Steve Ballmer, in a curious signed comment on software piracy on Microsoft's Web site, overstates the case: "You might think that software theft hurts only those of us who create software. But the truth is, the damage goes much further, impacting jobs, wages, taxes, and retail sales right in your community."

Microsoft's Web site currently claims that "American software companies lost $11 billion in revenue in 1998 due to global software piracy." This assumes that every pirate would otherwise have bought the software. Many computer users cannot afford to buy software at Microsoft's prices, so any dollar value for supposedly lost sales is meaningless.

Also unsustainable are the claims that piracy cost 100,000 jobs in the US, and $1 billion in tax revenue. For the main part there's probably not much loss, and a fair case to be made that pirate users are more likely to influence the purchase of legitimate copies of the pirated software in the future, because of familiarity.
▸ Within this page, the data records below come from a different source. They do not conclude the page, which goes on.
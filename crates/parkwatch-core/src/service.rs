//! Vehicle session lifecycle and fee computation.
//!
//! A session is opened by [`ParkingService::check_in`] and closed exactly
//! once by [`ParkingService::check_out`]:
//!
//! ```text
//! Open --check_out--> Closed
//! ```
//!
//! Check-in and check-out for the same plate are serialized through a
//! per-plate async mutex. Different plates never wait on each other.

use std::collections::HashMap;
use std::sync::{Arc, Mutex, PoisonError};

use chrono::{DateTime, Utc};
use once_cell::sync::Lazy;
use regex::Regex;
use tokio::sync::OwnedMutexGuard;
use tracing::{debug, info, warn};

use crate::clock::Clock;
use crate::config::StorageBackend;
use crate::error::{ParkingError, Result};
use crate::messages::Locale;
use crate::store::SessionStore;
use crate::tariff::TariffTable;
use crate::types::{NewSession, VehicleSession, VehicleType};

/// Plates may hold any printable text except '/', which cannot travel
/// in a path segment.
static PLATE_PATTERN: Lazy<Regex> =
    Lazy::new(|| Regex::new(r"^[^/\p{Cc}]+$").expect("plate pattern is valid"));

/// Trim `raw` and check it is a usable plate.
///
/// # Errors
///
/// Returns `InvalidPlate` for empty plates and plates holding '/' or
/// control characters.
pub fn normalize_plate(raw: &str) -> Result<String> {
    let plate = raw.trim();
    let invalid = |reason| ParkingError::InvalidPlate {
        plate: raw.to_string(),
        reason,
    };

    if plate.is_empty() {
        return Err(invalid("plate is empty"));
    }
    if !PLATE_PATTERN.is_match(plate) {
        return Err(invalid("plate may not contain '/' or control characters"));
    }
    Ok(plate.to_string())
}

/// Outcome of billing a stay.
#[derive(Debug, Clone, Copy, PartialEq, Eq)]
pub struct Fee {
    /// Whole hours charged, at least one.
    pub billed_hours: u64,
    /// `billed_hours * rate`.
    pub total_cost: u64,
}

/// Whole hours between `entry` and `exit`, truncated, with a one hour
/// minimum. An exit before entry bills the minimum.
#[must_use]
pub fn billed_hours(entry: DateTime<Utc>, exit: DateTime<Utc>) -> u64 {
    let hours = (exit - entry).num_hours();
    u64::try_from(hours).unwrap_or(0).max(1)
}

/// Fee for a stay from `entry` to `exit` at `hourly_rate`.
#[must_use]
pub fn compute_fee(entry: DateTime<Utc>, exit: DateTime<Utc>, hourly_rate: u64) -> Fee {
    let billed_hours = billed_hours(entry, exit);
    Fee {
        billed_hours,
        total_cost: billed_hours.saturating_mul(hourly_rate),
    }
}

/// Per-plate mutual exclusion.
#[derive(Debug, Default)]
struct PlateLocks {
    locks: Mutex<HashMap<String, Arc<tokio::sync::Mutex<()>>>>,
}

impl PlateLocks {
    async fn acquire(&self, plate: &str) -> PlateGuard<'_> {
        let lock = {
            let mut locks = self.locks.lock().unwrap_or_else(PoisonError::into_inner);
            Arc::clone(locks.entry(plate.to_string()).or_default())
        };
        let guard = lock.lock_owned().await;
        PlateGuard {
            table: self,
            plate: plate.to_string(),
            _guard: guard,
        }
    }

    #[cfg(test)]
    fn len(&self) -> usize {
        self.locks.lock().unwrap_or_else(PoisonError::into_inner).len()
    }
}

struct PlateGuard<'a> {
    table: &'a PlateLocks,
    plate: String,
    _guard: OwnedMutexGuard<()>,
}

impl Drop for PlateGuard<'_> {
    fn drop(&mut self) {
        let mut locks = self
            .table
            .locks
            .lock()
            .unwrap_or_else(PoisonError::into_inner);
        // Two references left means the table's and ours: nobody is waiting.
        if locks
            .get(&self.plate)
            .is_some_and(|lock| Arc::strong_count(lock) <= 2)
        {
            locks.remove(&self.plate);
        }
    }
}

/// Check-in, check-out and lookup of vehicle sessions.
pub struct ParkingService {
    store: Arc<dyn SessionStore>,
    clock: Arc<dyn Clock>,
    tariffs: Arc<dyn TariffTable>,
    locks: PlateLocks,
}

impl ParkingService {
    /// Create a service over the given collaborators.
    pub fn new(
        store: Arc<dyn SessionStore>,
        clock: Arc<dyn Clock>,
        tariffs: Arc<dyn TariffTable>,
    ) -> Self {
        Self {
            store,
            clock,
            tariffs,
            locks: PlateLocks::default(),
        }
    }

    /// Tariff table used for labels and rates.
    #[must_use]
    pub fn tariffs(&self) -> &dyn TariffTable {
        self.tariffs.as_ref()
    }

    /// Backend holding the sessions.
    #[must_use]
    pub fn storage_backend(&self) -> StorageBackend {
        self.store.backend()
    }

    /// Register a vehicle entering the facility.
    ///
    /// `vehicle_type` is a category label in `locale`, compared ignoring
    /// case (`"carro"`/`"moto"` in Spanish, `"car"`/`"motorcycle"` in
    /// English).
    ///
    /// # Errors
    ///
    /// - `InvalidPlate` if the plate is malformed
    /// - `DuplicateOpenSession` if the plate is already parked
    /// - `InvalidVehicleType` if the label matches no category
    /// - `Store` on persistence failure
    pub async fn check_in(
        &self,
        plate: &str,
        vehicle_type: &str,
        locale: Locale,
    ) -> Result<VehicleSession> {
        self.open_session(plate, || {
            self.tariffs
                .parse_label(vehicle_type, locale)
                .ok_or_else(|| ParkingError::InvalidVehicleType {
                    input: vehicle_type.to_string(),
                })
        })
        .await
    }

    /// Register a vehicle whose category is already known.
    ///
    /// # Errors
    ///
    /// Same as [`check_in`](Self::check_in), minus `InvalidVehicleType`.
    pub async fn check_in_as(
        &self,
        plate: &str,
        vehicle_type: VehicleType,
    ) -> Result<VehicleSession> {
        self.open_session(plate, || Ok(vehicle_type)).await
    }

    async fn open_session(
        &self,
        plate: &str,
        resolve_type: impl FnOnce() -> Result<VehicleType> + Send,
    ) -> Result<VehicleSession> {
        let plate = normalize_plate(plate)?;
        let _lock = self.locks.acquire(&plate).await;

        if self.store.find_open_by_plate(&plate)?.is_some() {
            warn!(plate = %plate, "Check-in refused: vehicle already parked");
            return Err(ParkingError::DuplicateOpenSession { plate });
        }

        let vehicle_type = resolve_type()?;
        let session = self.store.create(NewSession {
            plate,
            vehicle_type,
            entry_time: self.clock.now(),
        })?;

        info!(
            plate = %session.plate,
            session_id = %session.id,
            vehicle_type = %session.vehicle_type,
            "Vehicle checked in"
        );
        Ok(session)
    }

    /// Register a vehicle leaving and bill its stay.
    ///
    /// # Errors
    ///
    /// - `InvalidPlate` if the plate is malformed
    /// - `SessionNotFound` if the plate has no open session
    /// - `Store` on persistence failure
    pub async fn check_out(&self, plate: &str) -> Result<VehicleSession> {
        let plate = normalize_plate(plate)?;
        let _lock = self.locks.acquire(&plate).await;

        let Some(mut session) = self.store.find_open_by_plate(&plate)? else {
            return Err(ParkingError::SessionNotFound { plate });
        };

        let exit_time = self.clock.now();
        let rate = self.tariffs.hourly_rate(session.vehicle_type);
        let fee = compute_fee(session.entry_time, exit_time, rate);

        session.exit_time = Some(exit_time);
        session.total_cost = fee.total_cost;
        self.store.update(&session)?;

        info!(
            plate = %session.plate,
            session_id = %session.id,
            billed_hours = fee.billed_hours,
            total_cost = fee.total_cost,
            "Vehicle checked out"
        );
        Ok(session)
    }

    /// The open session for `plate`.
    ///
    /// # Errors
    ///
    /// - `InvalidPlate` if the plate is malformed
    /// - `SessionNotFound` if the plate has no open session
    /// - `Store` on persistence failure
    pub fn find_open(&self, plate: &str) -> Result<VehicleSession> {
        let plate = normalize_plate(plate)?;
        debug!(plate = %plate, "Looking up open session");
        self.store
            .find_open_by_plate(&plate)?
            .ok_or(ParkingError::SessionNotFound { plate })
    }

    /// Every session ever recorded, open and closed, in insertion order.
    ///
    /// # Errors
    ///
    /// Returns `Store` on persistence failure.
    pub fn list_all(&self) -> Result<Vec<VehicleSession>> {
        Ok(self.store.find_all()?)
    }
}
Strangely enough, in the Czech Republic, Linux is hardly used because of the ease of obtaining a pirated copy of mainstream operating systems and applications - an anti-Linux story that Microsoft does not use.

There's a need for distinctions when talking about piracy, starting with the difference between the counterfeiting industry (probably bad) and users putting a copy of software used at work on a home computer or notebook (probably good - and there is a case for modifying software licences to allow this). There are great problems in arriving at any rational estimate for the amount of pirated software, and the usefulness of such data is doubtful, as well as uncheckable.
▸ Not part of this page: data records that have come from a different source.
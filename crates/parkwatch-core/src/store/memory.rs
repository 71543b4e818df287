//! In-process session store.

use std::sync::RwLock;

use super::{insert, open_index, replace, SessionStore, StoreError, StoreResult};
use crate::config::StorageBackend;
use crate::types::{NewSession, VehicleSession};

/// Sessions held in memory, lost on restart.
#[derive(Debug, Default)]
pub struct MemoryStore {
    sessions: RwLock<Vec<VehicleSession>>,
}

impl MemoryStore {
    /// Create an empty store.
    #[must_use]
    pub fn new() -> Self {
        Self::default()
    }
}

impl SessionStore for MemoryStore {
    fn create(&self, new: NewSession) -> StoreResult<VehicleSession> {
        let mut sessions = self.sessions.write().map_err(|_| StoreError::Poisoned)?;
        insert(&mut sessions, new)
    }

    fn update(&self, session: &VehicleSession) -> StoreResult<()> {
        let mut sessions = self.sessions.write().map_err(|_| StoreError::Poisoned)?;
        replace(&mut sessions, session).map(|_| ())
    }

    fn find_all(&self) -> StoreResult<Vec<VehicleSession>> {
        let sessions = self.sessions.read().map_err(|_| StoreError::Poisoned)?;
        Ok(sessions.clone())
    }

    fn find_open_by_plate(&self, plate: &str) -> StoreResult<Option<VehicleSession>> {
        let sessions = self.sessions.read().map_err(|_| StoreError::Poisoned)?;
        Ok(open_index(&sessions, plate).map(|i| sessions[i].clone()))
    }

    fn backend(&self) -> StorageBackend {
        StorageBackend::Memory
    }
}
/// Storage settings.
#[derive(Debug, Clone, PartialEq, Eq, Serialize, Deserialize)]
#[serde(default)]
pub struct StorageConfig {
    /// Which store to use.
    pub backend: StorageBackend,
    /// Directory for the JSON store.
    pub data_dir: PathBuf,
}

impl Default for StorageConfig {
    fn default() -> Self {
        Self {
            backend: StorageBackend::default(),
            data_dir: crate::store::default_data_dir(),
        }
    }
}

/// Logging settings.
#[derive(Debug, Clone, PartialEq, Eq, Serialize, Deserialize)]
#[serde(default)]
pub struct LoggingConfig {
    /// JSON file logs plus compact stdout instead of pretty stdout.
    pub production: bool,
    /// Filter directive used when `RUST_LOG` is unset.
    pub level: String,
    /// Directory for the rolling log files in production.
    pub directory: PathBuf,
    /// Log file name prefix; files roll daily as `<prefix>.<date>.log`.
    pub file_prefix: String,
}

impl Default for LoggingConfig {
    fn default() -> Self {
        Self {
            production: false,
            level: "info".to_string(),
            directory: default_log_dir(),
            file_prefix: "parkwatch".to_string(),
        }
    }
}
//! # parkwatch-server
//!
//! HTTP server for the parkwatch vehicle parking tracker.
//!
//! This binary provides:
//! - REST API for vehicle check-in, check-out and lookup
//! - OpenAPI documentation via Swagger UI
//! - Structured logging to file and stdout
//!
//! ## Running
//!
//! ```bash
//! # Development
//! PARKWATCH_CONFIG=./config.toml cargo run --package parkwatch-server
//!
//! # Override single settings
//! PARKWATCH__SERVER__PORT=8080 ./parkwatch-server
//! ```

#![forbid(unsafe_code)]
#![warn(clippy::all, clippy::pedantic, clippy::nursery)]

use parkwatch_core::ParkingConfig;
use parkwatch_server::api::create_router;
use parkwatch_server::logging;
use parkwatch_server::state::AppState;
use tokio::net::TcpListener;
use tracing::info;

#[tokio::main]
async fn main() -> anyhow::Result<()> {
    let config = ParkingConfig::load()?;

    logging::init(&config.logging)?;

    info!(
        backend = ?config.storage.backend,
        locale = %config.locale.default,
        timezone = %config.facility.timezone,
        "Starting parkwatch-server"
    );

    let state = AppState::from_config(&config)?;
    let app = create_router(state);

    let addr = config.socket_addr()?;
    let listener = TcpListener::bind(addr).await?;

    info!("Listening on {}", addr);

    axum::serve(listener, app)
        .with_graceful_shutdown(shutdown_signal())
        .await?;

    info!("Server stopped");
    Ok(())
}

/// Resolves on Ctrl-C or SIGTERM.
async fn shutdown_signal() {
    let ctrl_c = async {
        if let Err(err) = tokio::signal::ctrl_c().await {
            tracing::error!(error = %err, "Failed to listen for Ctrl-C");
            std::future::pending::<()>().await;
        }
    };

    #[cfg(unix)]
    let terminate = async {
        match tokio::signal::unix::signal(tokio::signal::unix::SignalKind::terminate()) {
            Ok(mut signal) => {
                signal.recv().await;
            }
            Err(err) => {
                tracing::error!(error = %err, "Failed to listen for SIGTERM");
                std::future::pending::<()>().await;
            }
        }
    };

    #[cfg(not(unix))]
    let terminate = std::future::pending::<()>();

    tokio::select! {
        () = ctrl_c => {},
        () = terminate => {},
    }

    info!("Shutdown signal received");
}
//! Application state shared across handlers.

use std::sync::Arc;

use chrono_tz::Tz;
use parkwatch_core::{
    Clock, ConfiguredTariffs, JsonFileStore, Locale, MemoryStore, MessageCatalog, ParkingConfig,
    ParkingError, ParkingService, SessionStore, StorageBackend, SystemClock,
};

/// Handle passed to every handler.
pub type SharedState = Arc<AppState>;

/// Shared application state.
pub struct AppState {
    /// Session lifecycle operations.
    pub service: ParkingService,
    /// Localized message lookup.
    pub catalog: Arc<MessageCatalog>,
    /// Locale used when a request names none.
    pub default_locale: Locale,
    /// Facility timezone for local time rendering.
    pub timezone: Tz,
}

impl AppState {
    /// Build state from configuration, opening the configured store.
    ///
    /// # Errors
    ///
    /// Returns an error if the configuration is invalid or the JSON store
    /// cannot be opened.
    pub fn from_config(config: &ParkingConfig) -> Result<SharedState, ParkingError> {
        config.validate()?;

        let store: Arc<dyn SessionStore> = match config.storage.backend {
            StorageBackend::Memory => {
                tracing::warn!("Using in-memory session store; sessions are lost on restart");
                Arc::new(MemoryStore::new())
            }
            StorageBackend::Json => Arc::new(JsonFileStore::open(&config.storage.data_dir)?),
        };
        Ok(Self::with_parts(config, store, Arc::new(SystemClock)))
    }

    /// Build state around an explicit store and clock.
    #[must_use]
    pub fn with_parts(
        config: &ParkingConfig,
        store: Arc<dyn SessionStore>,
        clock: Arc<dyn Clock>,
    ) -> SharedState {
        let catalog = Arc::new(MessageCatalog::default());
        let tariffs = Arc::new(ConfiguredTariffs::new(config.tariffs, Arc::clone(&catalog)));

        Arc::new(Self {
            service: ParkingService::new(store, clock, tariffs),
            catalog,
            default_locale: config.locale.default,
            timezone: config.facility.tz(),
        })
    }
}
Global piracy statistics have been produced by International Planning & Research jointly for the Business Software Alliance and the Software and Information Industry Association (formerly SPA) for the last four years. IPR does make an effort at providing a rationale and using consistent methodology in developing its statistics on piracy, but quoting estimates of piracy losses to seven significant digits and not discussing the probable error range is statistically unsound.

Amusingly, although IPR is headquartered in Maynard, Massachusetts, Microsoft press releases describe the company as being "of Redmond, Washington" which gets the conspiracy theorists working overtime. IPR has assured The Register that it so happens that the person doing the research lives in Redmond, and that the organisations are quite separate.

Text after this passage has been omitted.